Biographie
Georges Franju était un cinéaste français. Il est né en Fougères, Ille-et-Vilaine. Avant de travailler dans le cinéma français, Franju a exercé plusieurs métiers différents. Franju fut également brièvement dans l'armée en Algérie et fut démobilisé en 1932. À son retour, Franju étudia pour devenir scénographe et créa plus tard des décors pour des music-halls dont le Casino de Paris et la Folles Bergère.
Au milieu des années trente, Franju et Henri Langlois se rencontrent par l'intermédiaire du frère jumeau de Franju, Jacques Franju. En plus de créer le court métrage 16 mm Le Métro, Langlois et Franju ont également lancé un magazine de films éphémères et créé un ciné-club appelé Le Cercle du Cinéma avec 500 francs qu'il a empruntés aux parents de Langlois. Le club a projeté des films muets issus de ses propres collections, suivi d'un débat informel à leur sujet entre les membres. Issus du Cercle du Cinéma, Franju et Langlois fondent la Cinémathèque française en 1936.

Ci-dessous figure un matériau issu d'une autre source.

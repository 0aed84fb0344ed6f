//! The dispatcher: one message in, zero or more sends out.

use std::{sync::Arc, time::Duration};

use {
    tokio::sync::mpsc,
    tracing::{debug, info, warn},
    wavebot_commands::CommandRegistry,
    wavebot_common::{DispatchOutcome, IncomingMessage, OutputBundle},
};

use crate::{Error, Result, router::OutputRouter, transport::Transport};

const DEFAULT_HANDLER_TIMEOUT: Duration = Duration::from_secs(30);

const TIMED_OUT: &str = "That took too long and I gave up, sorry.";

/// Orchestrates match → invoke → route → deliver for each message.
pub struct Dispatcher {
    registry: Arc<CommandRegistry>,
    router: OutputRouter,
    transport: Arc<dyn Transport>,
    handler_timeout: Duration,
}

impl Dispatcher {
    #[must_use]
    pub fn new(
        registry: Arc<CommandRegistry>,
        router: OutputRouter,
        transport: Arc<dyn Transport>,
    ) -> Self {
        Self {
            registry,
            router,
            transport,
            handler_timeout: DEFAULT_HANDLER_TIMEOUT,
        }
    }

    #[must_use]
    pub fn with_handler_timeout(mut self, timeout: Duration) -> Self {
        self.handler_timeout = timeout;
        self
    }

    /// Dispatch one message. A send failure is fatal for this message only;
    /// everything upstream of delivery (no match, handler trouble) resolves
    /// to a normal outcome.
    pub async fn dispatch(&self, msg: IncomingMessage) -> Result<DispatchOutcome> {
        let Some((spec, args)) = self.registry.find(&msg.text) else {
            // Most chat traffic is not a command. Silently ignore.
            debug!(sender = %msg.sender_id, "no command matched");
            return Ok(DispatchOutcome::NoMatch);
        };

        let handled = spec.handler.handle(&msg.sender_id, &msg.origin, args);
        let bundle = match tokio::time::timeout(self.handler_timeout, handled).await {
            Ok(bundle) => bundle,
            Err(_) => {
                warn!(command = %spec.name, sender = %msg.sender_id, "handler timed out");
                OutputBundle::private(TIMED_OUT)
            },
        };

        let plan = self
            .router
            .route(spec, &bundle, &msg.origin, &msg.sender_id)
            .await?;

        info!(
            command = %spec.name,
            sender = %msg.sender_id,
            sends = plan.len(),
            "dispatched"
        );

        for (destination, line) in &plan {
            self.transport
                .send(destination, line)
                .await
                .map_err(|source| Error::Delivery { source })?;
        }

        Ok(DispatchOutcome::Handled {
            command: spec.name.clone(),
            bundle,
        })
    }
}

/// Drive a dispatcher from a message stream, one independent task per
/// message so a slow handler never serializes unrelated traffic.
pub async fn serve(dispatcher: Arc<Dispatcher>, mut messages: mpsc::Receiver<IncomingMessage>) {
    while let Some(msg) = messages.recv().await {
        let dispatcher = dispatcher.clone();
        tokio::spawn(async move {
            if let Err(error) = dispatcher.dispatch(msg).await {
                warn!(%error, "dispatch failed");
            }
        });
    }
}

#[cfg(test)]
#[allow(clippy::unwrap_used)]
mod tests {
    use {
        async_trait::async_trait,
        std::sync::Mutex,
        wavebot_commands::{BoundArgs, CommandSpec, GatePolicy, Handler},
        wavebot_common::{Destination, Origin},
        wavebot_store::MemoryConfigStore,
    };

    use super::*;

    /// Transport that records every send.
    #[derive(Default)]
    struct Recorder {
        sends: Mutex<Vec<(Destination, String)>>,
    }

    impl Recorder {
        fn sends(&self) -> Vec<(Destination, String)> {
            self.sends.lock().unwrap_or_else(|e| e.into_inner()).clone()
        }
    }

    #[async_trait]
    impl Transport for Recorder {
        async fn send(&self, destination: &Destination, text: &str) -> anyhow::Result<()> {
            self.sends
                .lock()
                .unwrap_or_else(|e| e.into_inner())
                .push((destination.clone(), text.to_string()));
            Ok(())
        }
    }

    struct Stuck;

    #[async_trait]
    impl Handler for Stuck {
        async fn handle(&self, _: &str, _: &Origin, _: BoundArgs) -> OutputBundle {
            // Longer than any test timeout.
            tokio::time::sleep(Duration::from_secs(3600)).await;
            OutputBundle::public("never")
        }
    }

    fn dispatcher_with(registry: CommandRegistry, transport: Arc<Recorder>) -> Dispatcher {
        let store = Arc::new(MemoryConfigStore::new());
        Dispatcher::new(
            Arc::new(registry),
            OutputRouter::new(store, "!"),
            transport,
        )
    }

    #[tokio::test]
    async fn unmatched_text_sends_nothing() {
        let transport = Arc::new(Recorder::default());
        let dispatcher = dispatcher_with(CommandRegistry::new(), transport.clone());

        let outcome = dispatcher
            .dispatch(IncomingMessage {
                sender_id: "alice".into(),
                text: "hello there".into(),
                origin: Origin::Private,
            })
            .await
            .unwrap();

        assert_eq!(outcome, DispatchOutcome::NoMatch);
        assert!(transport.sends().is_empty());
    }

    #[tokio::test]
    async fn timed_out_handler_reports_privately() {
        let mut registry = CommandRegistry::new();
        registry.register(
            CommandSpec::new("slow", r"^!slow\b", GatePolicy::None, Arc::new(Stuck)).unwrap(),
        );
        let transport = Arc::new(Recorder::default());
        let dispatcher = dispatcher_with(registry, transport.clone())
            .with_handler_timeout(Duration::from_millis(10));

        let outcome = dispatcher
            .dispatch(IncomingMessage {
                sender_id: "alice".into(),
                text: "!slow".into(),
                origin: Origin::Public {
                    channel_id: "#lounge".into(),
                },
            })
            .await
            .unwrap();

        assert!(matches!(outcome, DispatchOutcome::Handled { .. }));
        let sends = transport.sends();
        assert_eq!(sends.len(), 1);
        assert!(matches!(sends[0].0, Destination::User { ref user_id } if user_id == "alice"));
        assert_eq!(sends[0].1, TIMED_OUT);
    }
}
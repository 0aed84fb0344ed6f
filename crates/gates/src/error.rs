/// Crate-wide result type for gate operations.
pub type Result<T> = std::result::Result<T, Error>;

/// Gate errors: the only failure mode is the backing store.
#[derive(Debug, thiserror::Error)]
pub enum Error {
    #[error(transparent)]
    Store(#[from] wavebot_store::Error),
}
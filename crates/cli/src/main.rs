//! wavebot binary: wire the engine to a console transport.
//!
//! Each stdin line is dispatched as a public message in a simulated
//! channel; lines starting with `/w ` are dispatched as private messages.
//! Real chat transports plug in behind the same [`Transport`] seam.

use std::sync::Arc;

use {
    anyhow::Result,
    async_trait::async_trait,
    clap::Parser,
    tokio::{
        io::{AsyncBufReadExt, BufReader},
        sync::mpsc,
    },
    tracing::info,
    tracing_subscriber::EnvFilter,
};

use {
    wavebot_common::{Destination, IncomingMessage, Origin},
    wavebot_dispatch::{Dispatcher, OutputRouter, Transport, serve},
    wavebot_handlers::build_registry,
    wavebot_radio::RadioClient,
    wavebot_store::{ConfigStore, MemoryConfigStore, SqliteConfigStore},
};

#[derive(Parser)]
#[command(name = "wavebot", about = "wavebot — radio status relay for chat")]
struct Cli {
    /// Log level (trace, debug, info, warn, error).
    #[arg(long, default_value = "info")]
    log_level: String,

    /// Output logs as JSON instead of human-readable.
    #[arg(long, default_value_t = false)]
    json_logs: bool,

    /// SQLite database URL for durable state (in-memory store when omitted).
    #[arg(long, env = "WAVEBOT_DB")]
    db: Option<String>,

    /// Command prefix.
    #[arg(long, default_value = "!")]
    prefix: String,

    /// Radio API base URL.
    #[arg(long, env = "WAVEBOT_RADIO_URL")]
    radio_url: Option<String>,

    /// Simulated channel id for console input.
    #[arg(long, default_value = "#console")]
    channel: String,

    /// Simulated sender id for console input.
    #[arg(long, default_value = "operator")]
    nick: String,
}

/// Transport that prints to stdout, labeling each destination.
struct ConsoleTransport;

#[async_trait]
impl Transport for ConsoleTransport {
    async fn send(&self, destination: &Destination, text: &str) -> Result<()> {
        match destination {
            Destination::Channel { channel_id } => println!("[{channel_id}] {text}"),
            Destination::User { user_id } => println!("[dm -> {user_id}] {text}"),
        }
        Ok(())
    }
}

#[tokio::main]
async fn main() -> Result<()> {
    let cli = Cli::parse();

    let filter =
        EnvFilter::try_new(&cli.log_level).unwrap_or_else(|_| EnvFilter::new("info"));
    if cli.json_logs {
        tracing_subscriber::fmt().with_env_filter(filter).json().init();
    } else {
        tracing_subscriber::fmt().with_env_filter(filter).init();
    }

    let store: Arc<dyn ConfigStore> = match &cli.db {
        Some(url) => Arc::new(SqliteConfigStore::new(url).await?),
        None => Arc::new(MemoryConfigStore::new()),
    };

    let radio = match &cli.radio_url {
        Some(url) => RadioClient::with_base_url(url)?,
        None => RadioClient::new()?,
    };

    let registry = Arc::new(build_registry(&cli.prefix, radio, store.clone())?);
    let router = OutputRouter::new(store, cli.prefix.as_str());
    let dispatcher = Arc::new(Dispatcher::new(
        registry.clone(),
        router,
        Arc::new(ConsoleTransport),
    ));

    info!(
        commands = registry.len(),
        prefix = %cli.prefix,
        durable = cli.db.is_some(),
        "wavebot ready"
    );

    let (tx, rx) = mpsc::channel(64);
    let engine = tokio::spawn(serve(dispatcher, rx));

    let mut lines = BufReader::new(tokio::io::stdin()).lines();
    while let Some(line) = lines.next_line().await? {
        let line = line.trim().to_string();
        if line.is_empty() {
            continue;
        }
        if line == "/quit" {
            break;
        }
        let msg = match line.strip_prefix("/w ") {
            Some(text) => IncomingMessage {
                sender_id: cli.nick.clone(),
                text: text.to_string(),
                origin: Origin::Private,
            },
            None => IncomingMessage {
                sender_id: cli.nick.clone(),
                text: line,
                origin: Origin::Public {
                    channel_id: cli.channel.clone(),
                },
            },
        };
        if tx.send(msg).await.is_err() {
            break;
        }
    }

    drop(tx);
    engine.await?;
    Ok(())
}
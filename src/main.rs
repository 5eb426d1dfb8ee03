mod adapters;
mod config;
mod core;
mod github;

use std::sync::Arc;

use anyhow::{Context, Result};
use clap::Parser;
use tracing::{info, warn};
use tracing_subscriber::EnvFilter;

use crate::adapters::llm::{create_client, Provider};
use crate::config::Settings;
use crate::core::budget::TokenCounter;
use crate::core::report;
use crate::core::reviewer::{
    EngineOptions, ReviewEngine, ReviewInput, DEFAULT_LIGHTWEIGHT_THRESHOLD,
    DEFAULT_MAX_COMMENTS_PER_FILE, DEFAULT_MAX_CONCURRENT_REVIEWS, DEFAULT_MAX_DIFF_TOKENS,
};
use crate::github::GitHubClient;

/// Review one pull request and post the results back. Defaults come
/// from the environment a GitHub Actions workflow provides.
#[derive(Parser)]
#[command(name = "prscope")]
#[command(about = "AI pull-request review agent", long_about = None)]
#[command(version)]
struct Cli {
    #[arg(long, env = "GITHUB_TOKEN", hide_env_values = true)]
    github_token: String,

    #[arg(long, env = "GITHUB_REPOSITORY", value_name = "OWNER/REPO")]
    repo: String,

    #[arg(long, env = "PR_NUMBER")]
    pr: u64,

    #[arg(long, env = "INPUT_AI_PROVIDER", value_enum, default_value = "anthropic")]
    provider: Provider,

    #[arg(long, env = "ANTHROPIC_API_KEY", hide_env_values = true)]
    anthropic_api_key: Option<String>,

    #[arg(long, env = "OPENAI_API_KEY", hide_env_values = true)]
    openai_api_key: Option<String>,

    #[arg(long, env = "INPUT_MODEL_PRIMARY")]
    model_primary: Option<String>,

    #[arg(long, env = "INPUT_MODEL_LIGHTWEIGHT")]
    model_lightweight: Option<String>,

    #[arg(long, env = "INPUT_MAX_FILES", default_value_t = 50)]
    max_files: usize,

    #[arg(
        long,
        env = "INPUT_SKIP_DRAFTS",
        default_value_t = true,
        action = clap::ArgAction::Set,
        value_parser = clap::value_parser!(bool)
    )]
    skip_drafts: bool,

    #[arg(long, env = "INPUT_MAX_DIFF_TOKENS", default_value_t = DEFAULT_MAX_DIFF_TOKENS)]
    max_diff_tokens: usize,

    #[arg(
        long,
        env = "INPUT_SUGGEST_LOGGING",
        default_value_t = true,
        action = clap::ArgAction::Set,
        value_parser = clap::value_parser!(bool)
    )]
    suggest_logging: bool,

    #[arg(long, env = "INPUT_MAX_CONCURRENT", default_value_t = DEFAULT_MAX_CONCURRENT_REVIEWS)]
    max_concurrent: usize,

    #[arg(long, env = "INPUT_LIGHTWEIGHT_THRESHOLD", default_value_t = DEFAULT_LIGHTWEIGHT_THRESHOLD)]
    lightweight_threshold: u64,

    #[arg(long, env = "INPUT_MAX_COMMENTS", default_value_t = DEFAULT_MAX_COMMENTS_PER_FILE)]
    max_comments: usize,

    #[arg(long, env = "INPUT_IGNORE_PATTERNS", value_delimiter = ',')]
    ignore_patterns: Vec<String>,

    #[arg(short, long)]
    verbose: bool,
}

impl Cli {
    fn into_settings(self) -> Result<Settings> {
        let api_key = match self.provider {
            Provider::Anthropic => self
                .anthropic_api_key
                .context("ANTHROPIC_API_KEY is required for the anthropic provider")?,
            Provider::Openai => self
                .openai_api_key
                .context("OPENAI_API_KEY is required for the openai provider")?,
        };
        let (default_primary, default_lightweight) = config::default_models(self.provider);

        let settings = Settings {
            github_token: self.github_token,
            repo: self.repo,
            pr_number: self.pr,
            provider: self.provider,
            api_key,
            model_primary: self
                .model_primary
                .unwrap_or_else(|| default_primary.to_string()),
            model_lightweight: self
                .model_lightweight
                .unwrap_or_else(|| default_lightweight.to_string()),
            max_files: self.max_files,
            skip_drafts: self.skip_drafts,
            engine: EngineOptions {
                max_diff_tokens: self.max_diff_tokens,
                suggest_logging: self.suggest_logging,
                lightweight_threshold: self.lightweight_threshold,
                max_concurrent_reviews: self.max_concurrent,
                max_comments_per_file: self.max_comments,
            },
            extra_ignore_patterns: self.ignore_patterns,
        };
        settings.validate()?;
        Ok(settings)
    }
}

#[tokio::main]
async fn main() -> Result<()> {
    let cli = Cli::parse();

    let filter = if cli.verbose {
        EnvFilter::new("debug")
    } else {
        EnvFilter::new("info")
    };
    tracing_subscriber::fmt().with_env_filter(filter).init();

    let settings = cli.into_settings()?;
    run(settings).await
}

async fn run(settings: Settings) -> Result<()> {
    let gh = GitHubClient::new(&settings.github_token)?;

    let pr = gh
        .get_pr(&settings.repo, settings.pr_number)
        .await
        .context("failed to fetch PR metadata")?;
    info!(
        "PR #{}: {} by {} ({} files)",
        settings.pr_number, pr.title, pr.user.login, pr.changed_files
    );

    // Gatekeeper: drafts and bot-authored PRs are not reviewed.
    if settings.skip_drafts && pr.draft {
        info!("skipping draft PR #{}", settings.pr_number);
        return Ok(());
    }
    if config::IGNORED_AUTHORS.contains(&pr.user.login.as_str()) || pr.user.author_type == "Bot" {
        info!(
            "skipping bot PR #{} by {}",
            settings.pr_number, pr.user.login
        );
        return Ok(());
    }

    let counter = Arc::new(TokenCounter::new()?);
    let (files, skipped) = gh
        .get_pr_files(
            &settings.repo,
            settings.pr_number,
            &settings.ignore_patterns(),
            settings.max_files,
            &counter,
        )
        .await
        .context("failed to fetch PR files")?;

    if files.is_empty() {
        info!("no reviewable files in PR #{}", settings.pr_number);
        return Ok(());
    }

    let client = create_client(&settings.provider_config())?;
    let engine = ReviewEngine::new(client, Arc::clone(&counter), settings.engine.clone());

    let result = engine
        .review(ReviewInput {
            pr_number: settings.pr_number,
            repo: settings.repo.clone(),
            head_sha: pr.head.sha,
            title: pr.title,
            body: pr.body,
            author: pr.user.login,
            additions: pr.additions,
            deletions: pr.deletions,
            files,
            skipped_files: skipped,
        })
        .await;

    let body = report::render(&result);

    // Stale comments from a previous push are noise; clear them first.
    // A cleanup failure is not worth losing the new review over.
    if let Err(err) = gh
        .cleanup_previous_reviews(&settings.repo, settings.pr_number)
        .await
    {
        warn!("cleanup of previous review comments failed: {err:#}");
    }

    gh.post_review(
        &settings.repo,
        settings.pr_number,
        &result.head_sha,
        &body,
        &result.comments,
    )
    .await
    .context("failed to post review")?;

    info!(
        "done: {} comment(s) posted, {:.1}s total",
        result.comments.len(),
        result.duration_seconds
    );
    Ok(())
}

Franju a cessé d'être étroitement lié à la Cinémathèque française dès 1938, et n'y est redevenu fortement associé que dans les années 1980 lorsqu'il a été nommé directeur artistique honoraire de la Cinémathèque.
En 1949, Franju commence à travailler sur une série de neuf films documentaires. L'occupation nazie de Paris et l'industrialisme qui a suivi la Seconde Guerre mondiale ont influencé les premières œuvres de Franju. Avec La tête contre le mur (Français : La tête contre les murs) en 1958, Franju se tourne vers les longs métrages de fiction. Son deuxième long métrage était le film d'horreur Eyes Without a Face (français : Les Yeux sans Visage) sur un chirurgien qui tente de réparer le visage ruiné de sa fille en y greffant les visages de belles femmes. Son film Judex de 1963 était un hommage aux séries de films muets Judex et Fantomas. Dans les dernières années de Franju, son travail cinématographique est devenu moins fréquent. Franju réalise occasionnellement pour la télévision et à la fin des années 70, il se retire du cinéma pour présider la Cinémathèque française. Dans son étude du cinéma français depuis la nouvelle vague française, Claire Clouzot décrit le style cinématographique de Franju comme « un réalisme fantastique poignant hérité du surréalisme et du cinéma scientifique de Jean Painlevé, et influencé par l'expressionnisme de Lang et Murnau ». Franju se concentrait sur l'aspect visuel du cinéma, qui, selon lui, marquait un réalisateur en tant qu'auteur. Franju a affirmé "ne pas avoir le don d'écrire une histoire" et se concentrait sur ce qu'il a décrit comme la "mise en forme" du film.
Franju a également été extrêmement influencé par le surréalisme. Il a utilisé des éléments de surréalisme et d’horreur-choc dans ses films afin de « réveiller » son public. Franju avait une longue histoire d'amitié avec des surréalistes de renom, dont André Breton, et l'influence de ce mouvement est extrêmement évidente dans ses œuvres. Franju utilise ces éléments pour lier l’horreur, l’histoire et un commentaire ironique sur l’idéal de progrès de la modernité. Franju aurait déclaré : « C’est la mauvaise combinaison, c’est la mauvaise synthèse, constamment faite par l’œil lorsqu’il regarde autour de nous, qui nous empêche de voir tout comme étrange. »
Description ci-dessus tirée de l'article Wikipédia Georges Franju, sous licence CC-BY-SA, liste complète des contributeurs sur Wikipédia.